Thanks for your reply. It was certainly my impression they were trying to outrun it, but it's been some time since I've seen the movie so I'll have to view it again since you might be right. In any event it doesn't change the fact that Chekov says "if Mr. Scott can get us to Warp 4..." something the Enterprise should easily be able to do if it can go to warp at all.

BurntSynapse said...

I'm not sure that as a general rule we would normally consider that if something can reach speed X, it can easily get to 4X, especially without stopping for modifications, but the film played quite fast and loose with speed and technology...overly so in the opinion of many.

R. Anthony Steele said...

Muser is correct, the immediate predecessor to the Enterprise in the film would have been the NX-01. I forget what it's top speed was said to be (warp 6? 8?) but it was more than the 4 that the new Enterprise was going to have to be nursed up to.

Your engineering points are well made, but it's a common problem in Trek, having the engines being worked on while they are in use. Software tweaking? Can't be hardware, that would require that the engines be taken offline in a general sense. Perhaps there are redundant systems which can be isolated and turned off for tuning, or some such?
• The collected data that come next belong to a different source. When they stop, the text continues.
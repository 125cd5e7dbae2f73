//! プロンプト生成モジュール
//!
//! CLIとWeb(WASM)で共有されるプロンプト:
//! - EXTRACTION_PROMPT: Step1（画像 → 構造化JSON）用の固定プロンプト
//! - build_explanation_prompt: Step2（JSON → 患者向けHTML）用プロンプト

use crate::types::ExtractionResult;

/// 抽出対象のセクション（プロンプトに列挙される順）
pub const REPORT_SECTIONS: &[&str] = &[
    "patientInformation",
    "vitalSigns",
    "laboratoryResults",
    "radiologyFindings",
    "medications",
    "clinicalSummary",
];

/// Step1プロンプト（画像と一緒に送信）
pub const EXTRACTION_PROMPT: &str = "Thoroughly analyze the provided medical report image. \
Extract all clinically relevant information and structure it into a clean, well-organized JSON object. \
Prioritize creating logical sections like 'patientInformation', 'vitalSigns', 'laboratoryResults', \
'radiologyFindings', 'medications', and a 'clinicalSummary'. \
For list-like data such as lab results or medications, use arrays of objects. \
Ensure all values are correctly extracted and typed. \
If a section is not present in the report, omit it from the JSON.";

/// Step2プロンプト生成（説明文）
///
/// Step1の結果を整形済みJSONとして埋め込む。画像は送らない。
///
/// # Arguments
/// * `result` - Step1の抽出結果
pub fn build_explanation_prompt(result: &ExtractionResult) -> String {
    let json = result.to_pretty_json();

    format!(
        r#"You are helping a patient understand their medical report. Below is the structured data extracted from the report.

```json
{json}
```

Write a short, friendly explanation in plain language for someone without medical training.

## Output format (HTML fragment only)
- Use one numbered list (<ol>) where each <li> is a key finding from the report.
- When a finding needs more detail, add a nested bullet list (<ul>) inside that <li>.
- Wrap critical or out-of-range values in <strong>.
- Wrap advisories and things the patient should watch for in <u>.
- The last <li> must recommend discussing these results with a doctor or other qualified clinician.

## Rules
- Output only the HTML fragment. Do not include <html>, <head>, <body>, <style> or <script> tags.
- Do not use Markdown and do not wrap the answer in code fences.
- Do not invent values that are not present in the data.
- Keep each item to one or two sentences."#
    )
}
No idea, but like I said, it's not the first time.

-RAnthony

Chris M. said...

Continuing to love this series of posts, as I have since #1. :)

This scene stands out as particularly ridiculous in my memory... why would the Narada's route past Saturn have anything to do with how to hide from it? And since when can you beam onto a shielded enemy ship from halfway across a solar system?

And despite your impressive attention to detail, there's even *more* idiocy here than you mention. For instance: even if we handwave away the Federation's increased knowledge of the Romulans, the "common ancestry" Spock refers to was *two thousand years earlier.* By what conceivable logic would that not be enough time for their computer systems to diverge to the point of unfamiliarity?

BurntSynapse said...

Unfamiliarity does not necessarily refute Spock's claim that his cultural experience would make it easier for him to interact with the Narada computers than it would be for Kirk, but Uhura was really the correct choice for that away team if the computer search was the real plan.

If the plan were suddenly changed to one where our heroes mind rape a fallen enemy on the battlefield for information, then Spock would be a proper choice, having telepathic powers and no sense that the Geneva conventions (enacted in response to Nazi atrocities) are worth observing.